**Data for this task**
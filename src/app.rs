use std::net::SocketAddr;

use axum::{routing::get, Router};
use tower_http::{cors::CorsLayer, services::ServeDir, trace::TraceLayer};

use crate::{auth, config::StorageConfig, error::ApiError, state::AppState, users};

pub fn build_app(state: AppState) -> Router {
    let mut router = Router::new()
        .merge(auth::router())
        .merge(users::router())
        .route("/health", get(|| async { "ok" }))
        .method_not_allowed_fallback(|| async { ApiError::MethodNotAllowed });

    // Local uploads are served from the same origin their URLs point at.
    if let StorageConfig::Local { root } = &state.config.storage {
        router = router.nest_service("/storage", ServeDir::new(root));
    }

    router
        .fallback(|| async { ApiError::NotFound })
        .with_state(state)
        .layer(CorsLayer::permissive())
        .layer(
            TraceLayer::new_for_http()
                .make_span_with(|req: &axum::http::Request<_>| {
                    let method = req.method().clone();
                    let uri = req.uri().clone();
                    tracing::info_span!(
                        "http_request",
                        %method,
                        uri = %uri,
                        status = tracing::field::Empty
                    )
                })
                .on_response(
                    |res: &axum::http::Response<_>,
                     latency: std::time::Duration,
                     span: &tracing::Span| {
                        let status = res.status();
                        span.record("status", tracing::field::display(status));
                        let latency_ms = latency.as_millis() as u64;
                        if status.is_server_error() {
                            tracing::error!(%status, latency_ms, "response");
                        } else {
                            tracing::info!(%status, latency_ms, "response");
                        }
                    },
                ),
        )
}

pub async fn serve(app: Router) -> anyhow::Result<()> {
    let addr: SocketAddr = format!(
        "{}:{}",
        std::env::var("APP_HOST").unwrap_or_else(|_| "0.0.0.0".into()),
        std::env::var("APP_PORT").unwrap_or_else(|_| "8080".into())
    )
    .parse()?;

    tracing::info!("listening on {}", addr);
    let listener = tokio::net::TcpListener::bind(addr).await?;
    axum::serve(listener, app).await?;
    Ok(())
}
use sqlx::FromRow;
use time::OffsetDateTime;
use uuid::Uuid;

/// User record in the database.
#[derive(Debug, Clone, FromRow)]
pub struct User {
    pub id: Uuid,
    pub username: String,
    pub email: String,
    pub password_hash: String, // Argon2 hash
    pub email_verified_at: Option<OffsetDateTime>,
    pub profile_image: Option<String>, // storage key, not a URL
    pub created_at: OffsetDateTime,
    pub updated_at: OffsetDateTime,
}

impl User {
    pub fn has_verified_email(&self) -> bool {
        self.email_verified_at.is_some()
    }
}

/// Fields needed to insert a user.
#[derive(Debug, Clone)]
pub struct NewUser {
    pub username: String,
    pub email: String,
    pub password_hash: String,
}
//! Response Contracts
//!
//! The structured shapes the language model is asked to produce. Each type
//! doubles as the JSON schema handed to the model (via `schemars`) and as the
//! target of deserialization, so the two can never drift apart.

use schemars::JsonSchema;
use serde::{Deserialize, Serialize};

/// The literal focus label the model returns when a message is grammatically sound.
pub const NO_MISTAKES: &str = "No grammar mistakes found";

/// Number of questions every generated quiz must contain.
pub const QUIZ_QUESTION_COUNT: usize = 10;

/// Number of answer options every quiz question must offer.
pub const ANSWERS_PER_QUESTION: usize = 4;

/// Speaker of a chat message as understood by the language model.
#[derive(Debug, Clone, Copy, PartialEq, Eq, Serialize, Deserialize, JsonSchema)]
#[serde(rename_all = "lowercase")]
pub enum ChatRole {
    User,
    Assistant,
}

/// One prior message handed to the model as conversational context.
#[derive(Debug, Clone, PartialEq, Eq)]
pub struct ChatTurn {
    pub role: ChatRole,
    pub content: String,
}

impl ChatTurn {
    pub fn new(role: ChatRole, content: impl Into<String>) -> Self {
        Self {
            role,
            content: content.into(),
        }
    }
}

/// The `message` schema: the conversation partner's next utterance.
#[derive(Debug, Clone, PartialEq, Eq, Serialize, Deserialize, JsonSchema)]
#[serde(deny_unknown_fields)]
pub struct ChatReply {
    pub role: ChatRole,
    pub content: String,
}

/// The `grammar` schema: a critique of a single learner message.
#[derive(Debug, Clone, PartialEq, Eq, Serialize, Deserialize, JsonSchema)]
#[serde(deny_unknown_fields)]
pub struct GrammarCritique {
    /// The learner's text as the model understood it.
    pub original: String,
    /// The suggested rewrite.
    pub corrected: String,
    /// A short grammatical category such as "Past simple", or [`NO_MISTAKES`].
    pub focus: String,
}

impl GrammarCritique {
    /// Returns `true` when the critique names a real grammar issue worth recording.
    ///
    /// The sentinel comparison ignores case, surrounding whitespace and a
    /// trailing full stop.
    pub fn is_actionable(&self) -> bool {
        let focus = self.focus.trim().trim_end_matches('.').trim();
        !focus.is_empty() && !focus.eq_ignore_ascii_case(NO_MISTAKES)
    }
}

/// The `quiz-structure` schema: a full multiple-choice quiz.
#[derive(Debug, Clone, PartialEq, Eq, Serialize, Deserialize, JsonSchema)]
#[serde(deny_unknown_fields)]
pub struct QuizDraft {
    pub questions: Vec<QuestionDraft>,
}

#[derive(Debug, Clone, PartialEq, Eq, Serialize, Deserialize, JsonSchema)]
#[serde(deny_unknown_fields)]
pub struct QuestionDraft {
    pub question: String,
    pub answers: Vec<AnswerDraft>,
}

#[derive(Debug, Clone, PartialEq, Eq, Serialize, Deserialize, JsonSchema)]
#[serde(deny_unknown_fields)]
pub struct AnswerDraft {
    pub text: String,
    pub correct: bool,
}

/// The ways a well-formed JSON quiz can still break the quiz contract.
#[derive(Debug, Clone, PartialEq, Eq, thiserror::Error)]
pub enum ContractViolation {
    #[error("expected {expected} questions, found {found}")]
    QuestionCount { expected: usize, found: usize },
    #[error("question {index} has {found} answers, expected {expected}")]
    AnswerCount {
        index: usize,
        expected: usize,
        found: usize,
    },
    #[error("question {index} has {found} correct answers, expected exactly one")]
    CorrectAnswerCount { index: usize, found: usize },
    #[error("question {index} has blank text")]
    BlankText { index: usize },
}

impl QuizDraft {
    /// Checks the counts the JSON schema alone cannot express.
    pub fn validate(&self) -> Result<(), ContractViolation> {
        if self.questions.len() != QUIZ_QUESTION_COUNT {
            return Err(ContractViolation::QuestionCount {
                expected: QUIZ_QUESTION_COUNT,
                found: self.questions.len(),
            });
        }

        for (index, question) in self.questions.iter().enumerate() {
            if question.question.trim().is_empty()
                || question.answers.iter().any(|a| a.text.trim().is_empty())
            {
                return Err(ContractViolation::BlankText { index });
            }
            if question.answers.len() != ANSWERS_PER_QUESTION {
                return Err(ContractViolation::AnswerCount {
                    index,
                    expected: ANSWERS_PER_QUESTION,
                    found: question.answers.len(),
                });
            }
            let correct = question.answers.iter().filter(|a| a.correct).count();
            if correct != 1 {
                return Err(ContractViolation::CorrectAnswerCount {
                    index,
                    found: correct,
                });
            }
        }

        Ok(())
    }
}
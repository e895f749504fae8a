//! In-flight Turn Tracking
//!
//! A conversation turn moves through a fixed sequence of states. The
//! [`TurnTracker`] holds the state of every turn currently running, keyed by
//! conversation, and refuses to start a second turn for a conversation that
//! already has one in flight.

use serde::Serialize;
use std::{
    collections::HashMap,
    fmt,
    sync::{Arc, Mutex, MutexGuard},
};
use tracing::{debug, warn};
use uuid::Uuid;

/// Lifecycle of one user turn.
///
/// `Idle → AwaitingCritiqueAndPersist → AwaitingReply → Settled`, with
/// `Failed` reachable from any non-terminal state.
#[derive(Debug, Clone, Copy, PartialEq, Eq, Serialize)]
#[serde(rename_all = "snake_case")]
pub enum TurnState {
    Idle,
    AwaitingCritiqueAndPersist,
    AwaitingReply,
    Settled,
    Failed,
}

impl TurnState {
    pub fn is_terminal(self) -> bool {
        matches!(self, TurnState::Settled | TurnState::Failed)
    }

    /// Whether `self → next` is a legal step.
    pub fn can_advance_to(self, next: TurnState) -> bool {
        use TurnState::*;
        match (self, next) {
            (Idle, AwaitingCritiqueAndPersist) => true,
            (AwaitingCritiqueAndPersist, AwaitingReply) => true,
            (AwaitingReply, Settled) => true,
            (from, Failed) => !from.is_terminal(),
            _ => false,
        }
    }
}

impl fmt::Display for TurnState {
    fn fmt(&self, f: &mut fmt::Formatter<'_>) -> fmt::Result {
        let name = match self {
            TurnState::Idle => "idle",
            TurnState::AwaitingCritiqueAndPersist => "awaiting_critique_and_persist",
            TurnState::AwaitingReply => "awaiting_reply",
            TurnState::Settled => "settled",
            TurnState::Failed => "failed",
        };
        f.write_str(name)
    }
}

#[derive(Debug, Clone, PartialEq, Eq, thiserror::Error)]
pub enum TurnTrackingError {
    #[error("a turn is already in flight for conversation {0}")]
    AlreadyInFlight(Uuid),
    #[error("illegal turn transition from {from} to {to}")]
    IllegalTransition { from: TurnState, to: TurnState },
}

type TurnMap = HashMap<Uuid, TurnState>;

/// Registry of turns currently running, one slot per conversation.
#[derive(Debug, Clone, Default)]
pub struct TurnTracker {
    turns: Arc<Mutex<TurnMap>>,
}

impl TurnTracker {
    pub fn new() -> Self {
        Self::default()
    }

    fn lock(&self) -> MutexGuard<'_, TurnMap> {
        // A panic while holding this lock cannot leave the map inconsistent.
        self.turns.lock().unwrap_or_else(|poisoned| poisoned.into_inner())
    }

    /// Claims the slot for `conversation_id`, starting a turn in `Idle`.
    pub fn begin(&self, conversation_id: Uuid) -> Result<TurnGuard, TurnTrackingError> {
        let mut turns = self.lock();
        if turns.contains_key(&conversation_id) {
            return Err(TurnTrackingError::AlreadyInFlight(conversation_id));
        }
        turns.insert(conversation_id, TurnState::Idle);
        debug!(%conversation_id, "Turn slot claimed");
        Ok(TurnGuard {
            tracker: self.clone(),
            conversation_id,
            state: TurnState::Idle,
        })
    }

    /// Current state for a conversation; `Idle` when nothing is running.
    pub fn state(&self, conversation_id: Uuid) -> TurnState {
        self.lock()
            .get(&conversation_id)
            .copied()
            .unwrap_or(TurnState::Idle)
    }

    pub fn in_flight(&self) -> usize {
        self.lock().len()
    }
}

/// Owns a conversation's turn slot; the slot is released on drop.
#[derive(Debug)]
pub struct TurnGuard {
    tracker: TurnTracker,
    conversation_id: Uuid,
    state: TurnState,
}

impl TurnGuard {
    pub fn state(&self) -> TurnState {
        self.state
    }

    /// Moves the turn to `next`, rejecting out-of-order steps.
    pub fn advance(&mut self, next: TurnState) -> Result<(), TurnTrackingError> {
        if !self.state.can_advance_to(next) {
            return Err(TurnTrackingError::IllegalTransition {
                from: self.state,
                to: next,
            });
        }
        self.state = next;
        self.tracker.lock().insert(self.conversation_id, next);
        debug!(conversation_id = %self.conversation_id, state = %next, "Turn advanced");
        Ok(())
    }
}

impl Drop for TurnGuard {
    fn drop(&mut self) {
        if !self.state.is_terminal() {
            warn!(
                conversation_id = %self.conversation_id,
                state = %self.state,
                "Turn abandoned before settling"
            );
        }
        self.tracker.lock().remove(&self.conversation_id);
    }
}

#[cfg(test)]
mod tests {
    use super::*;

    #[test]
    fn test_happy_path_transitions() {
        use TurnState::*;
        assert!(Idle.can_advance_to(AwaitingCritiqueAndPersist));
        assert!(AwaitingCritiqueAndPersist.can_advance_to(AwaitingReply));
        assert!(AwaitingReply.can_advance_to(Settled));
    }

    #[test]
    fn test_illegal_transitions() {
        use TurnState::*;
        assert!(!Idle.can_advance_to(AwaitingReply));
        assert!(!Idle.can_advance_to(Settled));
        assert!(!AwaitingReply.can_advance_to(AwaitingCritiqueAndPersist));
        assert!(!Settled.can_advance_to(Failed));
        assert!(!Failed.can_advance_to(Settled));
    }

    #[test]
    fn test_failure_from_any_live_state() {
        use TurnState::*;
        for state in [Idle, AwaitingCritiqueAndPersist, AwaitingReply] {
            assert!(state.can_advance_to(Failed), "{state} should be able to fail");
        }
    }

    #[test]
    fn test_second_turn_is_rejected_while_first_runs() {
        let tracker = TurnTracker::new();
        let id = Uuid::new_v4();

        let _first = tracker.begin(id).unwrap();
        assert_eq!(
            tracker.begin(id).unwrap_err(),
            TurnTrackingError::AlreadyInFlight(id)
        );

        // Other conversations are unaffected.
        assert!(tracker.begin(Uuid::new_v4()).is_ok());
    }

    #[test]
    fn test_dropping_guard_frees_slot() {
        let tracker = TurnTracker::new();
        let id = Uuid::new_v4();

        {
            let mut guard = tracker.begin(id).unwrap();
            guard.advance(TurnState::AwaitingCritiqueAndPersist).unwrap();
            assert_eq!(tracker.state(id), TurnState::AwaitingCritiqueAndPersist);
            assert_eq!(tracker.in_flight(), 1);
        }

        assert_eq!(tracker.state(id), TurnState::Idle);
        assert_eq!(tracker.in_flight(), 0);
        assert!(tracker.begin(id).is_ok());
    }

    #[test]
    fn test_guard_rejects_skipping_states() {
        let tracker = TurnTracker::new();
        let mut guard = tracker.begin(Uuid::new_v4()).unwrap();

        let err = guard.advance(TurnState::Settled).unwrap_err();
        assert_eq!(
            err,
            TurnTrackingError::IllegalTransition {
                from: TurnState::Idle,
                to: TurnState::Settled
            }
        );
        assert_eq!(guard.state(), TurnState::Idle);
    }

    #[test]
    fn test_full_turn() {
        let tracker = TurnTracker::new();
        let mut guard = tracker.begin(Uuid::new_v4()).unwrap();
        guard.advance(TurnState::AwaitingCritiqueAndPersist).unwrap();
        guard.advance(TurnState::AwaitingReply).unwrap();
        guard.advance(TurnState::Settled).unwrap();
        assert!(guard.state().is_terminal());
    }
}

**Prompt**
Return the total number of lines in the records that contain "model", without any explanation.

**Task answer**
6